Genetic and genomic systems to study methylmalonic acidemia

Abstract

Methylmalonic acidemia (MMAemia) is the biochemical hallmark of a group of genetic metabolic disorders that share a common defect in the ability to convert methylmalonyl-CoA into succinyl-CoA. This disorder is due to either a mutant methylmalonyl-CoA mutase apoenzyme or impaired synthesis of adenosylcobalamin, the cofactor for this enzyme.

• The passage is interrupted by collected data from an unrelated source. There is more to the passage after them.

// Copyright (C) 2026  Caprica Software Limited
//
// This program is free software: you can redistribute it and/or modify
// it under the terms of the GNU General Public License as published by
// the Free Software Foundation, either version 3 of the License, or
// (at your option) any later version.
//
// This program is distributed in the hope that it will be useful,
// but WITHOUT ANY WARRANTY; without even the implied warranty of
// MERCHANTABILITY or FITNESS FOR A PARTICULAR PURPOSE.  See the
// GNU General Public License for more details.
//
// You should have received a copy of the GNU General Public License
// along with this program.  If not, see <https://www.gnu.org/licenses/>.

//! # Board simulator.
//!
//! Runs the bitloop applications (main menu, melody player, pattern gallery,
//! memory game and settings) against a simulated board drawn in the
//! terminal.
//!
//! ## Architecture
//!
//! Everything happens on the main thread. Each pass of the loop:
//!
//! * pumps pending key presses into the simulated buttons and joystick,
//! * runs one runtime frame, which polls the devices, dispatches events,
//!   advances timers, updates and renders the current scene and then waits
//!   for the frame boundary,
//! * draws the simulated OLED, the LED matrix and the board status with
//!   `ratatui`.
//!
//! The terminal follows a strict setup-run-teardown pattern so that it is
//! restored even when the loop fails. Log output goes to a file, since the
//! terminal is taken over by the interface.

mod apps;
mod render;
mod sim;
mod theme;
mod util;

use std::{fs::File, io};

use anyhow::{Context, Result};
use crossterm::{
    execute,
    terminal::{EnterAlternateScreen, LeaveAlternateScreen, disable_raw_mode, enable_raw_mode},
};
use env_logger::{Builder, Env, Target};
use log::info;
use ratatui::{Terminal, backend::CrosstermBackend};

use bitloop::{
    LoopStatus, Runtime,
    clock::SystemClock,
    config,
    events::EventKind,
};

use crate::{render::BoardView, sim::Board, theme::Theme};

const LOG_FILE: &str = "bitloop.log";

/// The entry point of the simulator.
///
/// Loads the configuration, builds the runtime over the simulated board and
/// manages the terminal lifecycle around the main loop.
fn main() -> Result<()> {
    init_logging()?;

    let config = config::load_config();
    let theme = Theme::default();

    let board = Board::new(&config);
    let hardware = board.hardware(&config);
    let mut runtime = Runtime::new(&config, hardware, Box::new(SystemClock::new()))
        .context("Failed to initialise runtime")?;
    runtime.start(apps::build(&config));

    let mut terminal = setup_terminal(&theme)?;
    let res = run(&mut terminal, &mut runtime, &board, &theme);
    runtime.shutdown();
    restore_terminal(&mut terminal);

    info!("simulator stopped after {} frames", runtime.frame_count());
    res.context("Simulator error occurred")
}

/// Sends log output to [`LOG_FILE`], at `info` unless `RUST_LOG` says
/// otherwise.
fn init_logging() -> Result<()> {
    let file = File::create(LOG_FILE).with_context(|| format!("Failed to create {}", LOG_FILE))?;
    Builder::from_env(Env::default().default_filter_or("info"))
        .target(Target::Pipe(Box::new(file)))
        .init();
    Ok(())
}

/// Prepares the terminal: board background colour, raw mode and the
/// alternate screen.
///
/// # Errors
///
/// Returns an error if raw mode cannot be enabled or if the alternate screen
/// cannot be entered.
fn setup_terminal(theme: &Theme) -> Result<Terminal<CrosstermBackend<io::Stdout>>> {
    // Paint the whole emulator window, otherwise a thin outline of the
    // user's own background shows around the frame.
    if let Some(hex) = Theme::to_hex(theme.background_colour) {
        util::term::set_terminal_bg(&hex);
    }

    enable_raw_mode().context("Failed to enable raw mode")?;
    let mut stdout = io::stdout();
    execute!(stdout, EnterAlternateScreen).context("Failed to enter alternate screen")?;

    let backend = CrosstermBackend::new(stdout);
    let terminal = Terminal::new(backend).context("Failed to create terminal")?;

    Ok(terminal)
}

/// Restores the terminal to its original state.
///
/// Best-effort, every step is attempted even if an earlier one fails.
fn restore_terminal(terminal: &mut Terminal<CrosstermBackend<io::Stdout>>) {
    disable_raw_mode().ok();
    execute!(terminal.backend_mut(), LeaveAlternateScreen).ok();
    util::term::reset_terminal_bg();
    terminal.show_cursor().ok();
}

/// Runs frames until the scene stack empties.
fn run(
    terminal: &mut Terminal<CrosstermBackend<io::Stdout>>,
    runtime: &mut Runtime,
    board: &Board,
    theme: &Theme,
) -> Result<()> {
    loop {
        board.pump()?;
        if board.take_quit() {
            runtime.events_mut().post(EventKind::Quit);
        }

        let status = runtime.step();

        let view = board_view(runtime, board);
        terminal.draw(|f| render::draw(f, &view, theme))?;

        if status == LoopStatus::Exited {
            return Ok(());
        }
    }
}

fn board_view(runtime: &Runtime, board: &Board) -> BoardView {
    BoardView {
        screen: board.screen(),
        tone: board.tone(),
        tones_emitted: board.tones_emitted(),
        volume: board.volume(),
        matrix: board.matrix(),
        matrix_size: board.matrix_size(),
        brightness: board.brightness(),
        path: runtime
            .stack()
            .path()
            .into_iter()
            .map(str::to_string)
            .collect(),
        uptime: runtime.now(),
        frames: runtime.frame_count(),
        held: board.held_keys(),
    }
}

#[cfg(test)]
mod tests {
    use super::*;

    use std::time::Duration;

    use bitloop::{clock::ManualClock, config::AppConfig};

    #[test]
    fn test_simulated_board_boots_into_main_menu() {
        let config = AppConfig::default();
        let board = Board::new(&config);
        let clock = ManualClock::new();
        let mut runtime =
            Runtime::new(&config, board.hardware(&config), Box::new(clock.clone())).unwrap();
        runtime.start(apps::build(&config));

        assert_eq!(runtime.step(), LoopStatus::Running);
        let view = board_view(&runtime, &board);
        assert_eq!(view.path, vec![apps::MAIN_MENU.to_string()]);
        assert!(view.screen.iter().any(|line| line.text.contains("BITLOOP")));
        assert!(view.uptime >= Duration::from_millis(33));

        runtime.events_mut().post(EventKind::Quit);
        assert_eq!(runtime.step(), LoopStatus::Exited);
    }
}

In this article, we will provide an overview of the pathways disrupted in these disorders, discuss the known metabolic blocks with a particular focus on molecular genetics, and review the use of selected model organisms to study features of methylmalonic acidemia.

Figure 1

Major pathway of the conversion of propionyl-CoA into succinyl-CoA. The precursors are indicated with their approximated contribution to whole body propionate metabolism. The biotin-dependent enzyme, propionyl-CoA carboxylase, converts propionyl-CoA into D-methylmalonyl-CoA that is then racemized into L-methylmalonyl-CoA and isomerized into succinyl-CoA, a Krebs cycle intermediate. The location of the D-methylmalonyl-CoA hydrolase is indicated as are minor pathways of propionyl-CoA metabolism, such as the glycine conjugation pathway and 2-methylcitrate formation. The L-methylmalonyl-CoA mutase reaction requires adenosylcobalamin, an activated form of vitamin B12. The formation of adenosylcobalamin requires intracellular metabolism as outlined in the next figure.

Figure 2

Pathway of cellular processing of cobalamin (OH-Cbl). The class and genes associated with isolated methylmalonic acidemia are cblA (MMAA), cblB (MMAB), cblD variant 2 (unknown gene), cblH (unknown gene) and MCM. Question marks indicate unknown genes or poorly defined cellular processes. The position of the MMAA gene product reflects the probable role that this protein has in the protection of MCM [22]. A mitochondrial isoform of the methionine synthase reductase gene may protect or interact with the product of the MMAB gene [25] and is shown with a dashed line.